//! Token-to-plan parsing for the `dgf-strip` batch tool.
//!
//! This crate turns raw command-line tokens into a structured plan of work:
//!
//! - [`FlagCatalog`] — the static registry of known flags and their aliases.
//! - [`resolve`] — maps a marker-prefixed token to a [`FlagDefinition`],
//!   returning a [`Resolution`].
//! - [`Parser`] / [`parse`] — the state machine folding tokens into a
//!   [`ParseResult`] with non-fatal [`Diagnostic`]s.
//! - [`render_topics`] / [`render_topic`] — help screen rendering.
//!
//! Validation ([`validate_catalog`]) catches structural errors in custom
//! catalogs such as dangling or shadowing aliases.
//!
//! # Example
//!
//! ```
//! use dgf_strip_core::*;
//!
//! let plan = parse(["garden.dgf", "-o", "garden-open.dgf", "-bogus"]);
//! assert_eq!(plan.output_for("garden.dgf"), Some("garden-open.dgf"));
//! assert_eq!(plan.diagnostics, vec![Diagnostic::UnknownFlag("-bogus".into())]);
//!
//! let help = parse(["-help", "od"]);
//! assert!(help.wants_help());
//! let page = render_topic(FlagCatalog::builtin(), help.help_topic.as_deref().unwrap()).unwrap();
//! assert!(page.contains("Output directory"));
//! ```

mod catalog;
mod help;
mod parser;
mod resolve;
mod types;
mod validate;

pub use catalog::FlagCatalog;
pub use help::{HelpOutput, HelpTopicError, render, render_topic, render_topics};
pub use parser::{ParseMode, ParseStage, Parser, parse};
pub use resolve::{FLAG_MARKER, Resolution, is_flag_candidate, lookup, normalize, resolve};
pub use types::*;
pub use validate::{CatalogError, validate_catalog};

┄┄┄┄┄┄

## TO DO
Retype each line of the listing exactly as it was given above.

## WRITTEN SOLUTION
//! Token-to-plan parsing for the `dgf-strip` batch tool.
//!
//! This crate turns raw command-line tokens into a structured plan of work:
//!
//! - [`FlagCatalog`] — the static registry of known flags and their aliases.
//! - [`resolve`] — maps a marker-prefixed token to a [`FlagDefinition`],
//!   returning a [`Resolution`].
//! - [`Parser`] / [`parse`] — the state machine folding tokens into a
//!   [`ParseResult`] with non-fatal [`Diagnostic`]s.
//! - [`render_topics`] / [`render_topic`] — help screen rendering.
//!
//! Validation ([`validate_catalog`]) catches structural errors in custom
//! catalogs such as dangling or shadowing aliases.
//!
//! # Example
//!
//! ```
//! use dgf_strip_core::*;
//!
//! let plan = parse(["garden.dgf", "-o", "garden-open.dgf", "-bogus"]);
//! assert_eq!(plan.output_for("garden.dgf"), Some("garden-open.dgf"));
//! assert_eq!(plan.diagnostics, vec![Diagnostic::UnknownFlag("-bogus".into())]);
//!
//! let help = parse(["-help", "od"]);
//! assert!(help.wants_help());
//! let page = render_topic(FlagCatalog::builtin(), help.help_topic.as_deref().unwrap()).unwrap();
//! assert!(page.contains("Output directory"));
//! ```

mod catalog;
mod help;
mod parser;
mod resolve;
mod types;
mod validate;

pub use catalog::FlagCatalog;
pub use help::{HelpOutput, HelpTopicError, render, render_topic, render_topics};
pub use parser::{ParseMode, ParseStage, Parser, parse};
pub use resolve::{FLAG_MARKER, Resolution, is_flag_candidate, lookup, normalize, resolve};
pub use types::*;
pub use validate::{CatalogError, validate_catalog};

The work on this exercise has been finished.